According to Bybit, the security features of the Ethereum wallet were exploited, and the cryptocurrency stored there was transferred to an unknown address. The amount stolen was equivalent to $1.46 billion, which is equivalent to approximately 225 billion yen in Japanese yen.

The largest case of cryptocurrency theft was in 2021, when the cryptocurrency platform 'Poly Network' was hacked, resulting in the theft of $611 million, or over 60 billion yen at the time, but the amount of damage this time is more than twice that.

Over 60 billion yen worth of virtual currency stolen in hacking incident - GIGAZINE

In the Poly Network case, the hackers began returning the funds the day after the theft, and completed the full amount about two weeks later.

Bybit is the world's second largest cryptocurrency exchange by trading volume, with 60 million users worldwide. Founder and CEO Ben Chou explained that 'Even if the losses from this theft are not recovered, Bybit has the ability to pay and all customer assets are backed up one-to-one, so we can cover the losses.' However, he said that withdrawal requests are increasing.

Bybit is offering a reward of 10% of the stolen amount to experts seeking their help in recovering the funds.

British blockchain analysis company Elliptic has named the North Korean threat actor 'Lazarus Group' as the perpetrator of the theft.
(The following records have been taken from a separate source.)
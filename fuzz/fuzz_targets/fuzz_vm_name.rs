//! Fuzz target: `VmName` validation.
//!
//! Accepted names must be usable as a single path component.

#![no_main]

use libfuzzer_sys::fuzz_target;
use vmctl_core::{VmName, MAX_NAME_LEN};

fuzz_target!(|data: &[u8]| {
    let Ok(raw) = std::str::from_utf8(data) else {
        return;
    };
    if let Ok(name) = VmName::new(raw) {
        let s = name.as_str();
        assert!(!s.is_empty() && s.len() <= MAX_NAME_LEN);
        assert!(!s.contains('/') && s != "." && s != "..");
        let reparsed: Result<VmName, _> = serde_json::from_value(serde_json::Value::String(s.to_owned()));
        assert!(reparsed.is_ok());
    }
});
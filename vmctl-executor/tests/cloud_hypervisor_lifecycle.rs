//! Integration tests for the cloud-hypervisor backend.
//!
//! These tests require KVM, the `cloud-hypervisor` binary, and a guest
//! kernel and rootfs at `VMCTL_TEST_KERNEL` / `VMCTL_TEST_ROOTFS`.
//! Run with: `cargo test --test cloud_hypervisor_lifecycle -- --ignored`

use std::path::PathBuf;
use std::time::Instant;

use tokio_util::sync::CancellationToken;
use vmctl_core::{VmName, VmStatus};
use vmctl_executor::{CloudHypervisorBackend, GuestConfig, OrchestratorConfig, VmOrchestrator};

fn env_path(var: &str, default: &str) -> PathBuf {
    std::env::var_os(var).map_or_else(|| PathBuf::from(default), PathBuf::from)
}

fn orchestrator(state_root: PathBuf) -> VmOrchestrator<CloudHypervisorBackend> {
    let guest = GuestConfig::new(
        env_path("VMCTL_TEST_KERNEL", "/var/lib/vmctl/vmlinux"),
        env_path("VMCTL_TEST_ROOTFS", "/var/lib/vmctl/rootfs.ext4"),
    );
    let config = OrchestratorConfig::new(state_root, guest);
    VmOrchestrator::new(CloudHypervisorBackend::with_defaults(), config).expect("orchestrator")
}

fn name(s: &str) -> VmName {
    VmName::new(s).expect("valid name")
}

#[tokio::test]
#[ignore = "requires KVM and cloud-hypervisor binary"]
async fn start_stop_destroy_real_vm() {
    let dir = tempfile::tempdir().expect("tempdir");
    let orch = orchestrator(dir.path().to_owned());
    orch.health_check().await.expect("backend health check");

    let started = Instant::now();
    let info = orch.start(name("itest"), None, &CancellationToken::new()).await.expect("start");
    println!("VM boot time: {:?}", started.elapsed());
    println!("VM ip: {}, tap: {}", info.ip, info.tap_device);
    assert_eq!(info.status, VmStatus::Running);

    orch.stop(&name("itest")).await.expect("stop");
    assert_eq!(orch.list(&name("itest")).expect("list").status, VmStatus::Stopped);

    orch.destroy(&name("itest")).await.expect("destroy");
    assert!(orch.list_all().is_empty());
    assert!(!dir.path().join("itest").exists(), "state dir should be removed");
}

#[tokio::test]
#[ignore = "requires KVM and cloud-hypervisor binary"]
async fn destroy_all_tears_down_every_vm() {
    let dir = tempfile::tempdir().expect("tempdir");
    let orch = orchestrator(dir.path().to_owned());

    for n in ["itest-a", "itest-b"] {
        orch.start(name(n), None, &CancellationToken::new()).await.expect("start");
    }
    let report = orch.destroy_all().await;
    assert_eq!(report.destroyed.len(), 2);
    assert!(report.failed.is_empty(), "failures: {:?}", report.failed);
}
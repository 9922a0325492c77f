//! Readiness polling for a freshly spawned hypervisor.
//!
//! The hypervisor creates its control socket some time after the process
//! starts. Until a ping succeeds, no other control call is safe.

use std::time::Duration;

use tokio::time::Instant;
use tokio_util::sync::CancellationToken;

use crate::control::{ControlApi, PingInfo};
use crate::ExecutorError;

/// Poll `control` with pings until one succeeds.
///
/// Individual ping failures (socket missing, connection refused) are
/// expected while the hypervisor starts and are retried every `interval`.
/// Only the total elapsed time bounds the loop.
///
/// # Errors
/// Returns [`ExecutorError::StartTimeout`] if no ping succeeds within
/// `timeout`, or as soon as `cancel` fires.
///
/// # Cancel Safety
/// Cancel safe. Dropping the future stops polling; no task is left behind.
pub async fn wait_until_ready<C>(
    control: &C,
    timeout: Duration,
    interval: Duration,
    cancel: &CancellationToken,
) -> Result<PingInfo, ExecutorError>
where
    C: ControlApi + ?Sized,
{
    let started = Instant::now();
    let deadline = started + timeout;

    let poll = async {
        let mut attempts: u32 = 0;
        loop {
            attempts += 1;
            match control.ping().await {
                Ok(info) => return (info, attempts),
                Err(e) => tracing::trace!(attempt = attempts, error = %e, "control socket not ready"),
            }
            tokio::time::sleep(interval).await;
        }
    };

    tokio::select! {
        biased;
        () = cancel.cancelled() => Err(ExecutorError::StartTimeout(format!(
            "cancelled after {}ms",
            started.elapsed().as_millis()
        ))),
        () = tokio::time::sleep_until(deadline) => Err(ExecutorError::StartTimeout(format!(
            "no successful ping within {}ms",
            timeout.as_millis()
        ))),
        (info, attempts) = poll => {
            tracing::info!(
                build_version = info.build_version.as_deref().unwrap_or("unknown"),
                attempts,
                elapsed_ms = started.elapsed().as_millis(),
                "hypervisor control socket up"
            );
            Ok(info)
        }
    }
}
//! HTTP client for the management API, used by the `vmctl` CLI.

use http_body_util::{BodyExt, Full};
use hyper::body::Bytes;
use hyper::{Method, Request, StatusCode};
use hyper_util::client::legacy::connect::HttpConnector;
use hyper_util::client::legacy::Client;
use hyper_util::rt::TokioExecutor;
use serde::de::DeserializeOwned;
use vmctl_core::{CoreError, DestroyAllResponse, ErrorBody, StartVmRequest, VmInfo, VmName};

/// Errors returned by [`VmctlClient`].
#[derive(Debug, thiserror::Error)]
#[non_exhaustive]
pub enum ClientError {
    /// The server address is not an `http://host:port` URL.
    #[error("invalid server address {0:?}")]
    InvalidServer(String),

    /// The VM name was rejected locally.
    #[error(transparent)]
    InvalidName(#[from] CoreError),

    /// The request never got a response.
    #[error("request failed: {0}")]
    Transport(String),

    /// The server answered with an error.
    #[error("{message} ({kind}, HTTP {status})")]
    Api { status: u16, kind: String, message: String },

    /// The response body was not what the API promises.
    #[error("unexpected response: {0}")]
    Decode(String),
}

/// Management API client.
#[derive(Debug, Clone)]
pub struct VmctlClient {
    base: String,
    http: Client<HttpConnector, Full<Bytes>>,
}

impl VmctlClient {
    /// Create a client for the server at `server`, e.g. `http://127.0.0.1:3456`.
    ///
    /// # Errors
    /// Returns [`ClientError::InvalidServer`] if `server` is not an
    /// `http://` URL.
    pub fn new(server: &str) -> Result<Self, ClientError> {
        let base = server.trim_end_matches('/').to_owned();
        let uri: hyper::Uri = base.parse().map_err(|_| ClientError::InvalidServer(server.to_owned()))?;
        if uri.scheme_str() != Some("http") || uri.host().is_none() {
            return Err(ClientError::InvalidServer(server.to_owned()));
        }
        let http = Client::builder(TokioExecutor::new()).build_http();
        Ok(Self { base, http })
    }

    /// Start a VM.
    ///
    /// # Errors
    /// Returns [`ClientError::InvalidName`] for a bad name, or the API error.
    pub async fn start(&self, name: &str, entry_point: Option<&str>) -> Result<VmInfo, ClientError> {
        let request = StartVmRequest { name: VmName::new(name)?, entry_point: entry_point.map(str::to_owned) };
        let body = serde_json::to_vec(&request).map_err(|e| ClientError::Decode(e.to_string()))?;
        let (status, bytes) = self.send(Method::POST, "/v1/vms", Some(body)).await?;
        expect_status(status, StatusCode::CREATED, &bytes)?;
        decode(&bytes)
    }

    /// Stop a running VM.
    ///
    /// # Errors
    /// Returns the API error.
    pub async fn stop(&self, name: &str) -> Result<(), ClientError> {
        let name = VmName::new(name)?;
        let (status, bytes) = self.send(Method::POST, &format!("/v1/vms/{name}/stop"), None).await?;
        expect_status(status, StatusCode::NO_CONTENT, &bytes)
    }

    /// Destroy a VM.
    ///
    /// # Errors
    /// Returns the API error.
    pub async fn destroy(&self, name: &str) -> Result<(), ClientError> {
        let name = VmName::new(name)?;
        let (status, bytes) = self.send(Method::DELETE, &format!("/v1/vms/{name}"), None).await?;
        expect_status(status, StatusCode::NO_CONTENT, &bytes)
    }

    /// Destroy every VM. A partial failure is returned as a report, not an
    /// error.
    ///
    /// # Errors
    /// Returns transport or decode errors.
    pub async fn destroy_all(&self) -> Result<DestroyAllResponse, ClientError> {
        let (status, bytes) = self.send(Method::DELETE, "/v1/vms", None).await?;
        if status != StatusCode::OK && status != StatusCode::INTERNAL_SERVER_ERROR {
            return Err(api_error(status, &bytes));
        }
        decode(&bytes)
    }

    /// Describe one VM.
    ///
    /// # Errors
    /// Returns the API error.
    pub async fn list(&self, name: &str) -> Result<VmInfo, ClientError> {
        let name = VmName::new(name)?;
        let (status, bytes) = self.send(Method::GET, &format!("/v1/vms/{name}"), None).await?;
        expect_status(status, StatusCode::OK, &bytes)?;
        decode(&bytes)
    }

    /// Describe every VM.
    ///
    /// # Errors
    /// Returns the API error.
    pub async fn list_all(&self) -> Result<Vec<VmInfo>, ClientError> {
        let (status, bytes) = self.send(Method::GET, "/v1/vms", None).await?;
        expect_status(status, StatusCode::OK, &bytes)?;
        decode(&bytes)
    }

    async fn send(
        &self,
        method: Method,
        path: &str,
        body: Option<Vec<u8>>,
    ) -> Result<(StatusCode, Bytes), ClientError> {
        let mut builder = Request::builder().method(method).uri(format!("{}{path}", self.base));
        if body.is_some() {
            builder = builder.header("Content-Type", "application/json");
        }
        let request = builder
            .body(Full::new(Bytes::from(body.unwrap_or_default())))
            .map_err(|e| ClientError::Transport(e.to_string()))?;

        let response = self.http.request(request).await.map_err(|e| ClientError::Transport(e.to_string()))?;
        let status = response.status();
        let bytes = response
            .into_body()
            .collect()
            .await
            .map_err(|e| ClientError::Transport(e.to_string()))?
            .to_bytes();
        Ok((status, bytes))
    }
}

fn expect_status(status: StatusCode, expected: StatusCode, bytes: &[u8]) -> Result<(), ClientError> {
    if status == expected {
        Ok(())
    } else {
        Err(api_error(status, bytes))
    }
}

fn api_error(status: StatusCode, bytes: &[u8]) -> ClientError {
    match serde_json::from_slice::<ErrorBody>(bytes) {
        Ok(body) => ClientError::Api { status: status.as_u16(), kind: body.kind, message: body.error },
        Err(_) => ClientError::Api {
            status: status.as_u16(),
            kind: "unknown".to_owned(),
            message: String::from_utf8_lossy(bytes).into_owned(),
        },
    }
}

fn decode<T: DeserializeOwned>(bytes: &[u8]) -> Result<T, ClientError> {
    serde_json::from_slice(bytes).map_err(|e| ClientError::Decode(e.to_string()))
}

/// One-line summary printed by the CLI.
#[must_use]
pub fn describe(info: &VmInfo) -> String {
    format!(
        "VM: Name={}, Status={}, IP={}, TapDevice={}",
        info.name,
        info.status.label(),
        info.ip,
        info.tap_device
    )
}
According to Elliptic, the Lazarus Group's money laundering method involves immediately exchanging the stolen tokens for native blockchain assets such as Ethereum and Bitcoin to avoid freezing them, and then 'layering' the stolen assets to hide the traces of the transaction.

In this theft, Ethereum tokens such as stETH and cmETH were stolen and immediately exchanged for Ethereum, suggesting they are in the middle of the layering process.

According to Elliptic's analysis, the stolen assets were sent to 50 different wallets in approximately 10,000 ETH each within two hours of the theft. As of 9:00 p.m. on Monday, February 24th (Japan time), 14.5% of the stolen assets, or the equivalent of $195 million (approximately 29.2 billion yen), had already been moved from the wallets.

The Lazarus Group is said to be one of the most sophisticated and well-resourced groups involved in laundering cryptocurrencies, and is constantly improving its techniques to avoid the identification and seizure of its stolen assets.

Elliptic reports that it began working with Bybit and others to trace the funds within minutes of the theft and is working around the clock to ensure that North Korea does not profit from it.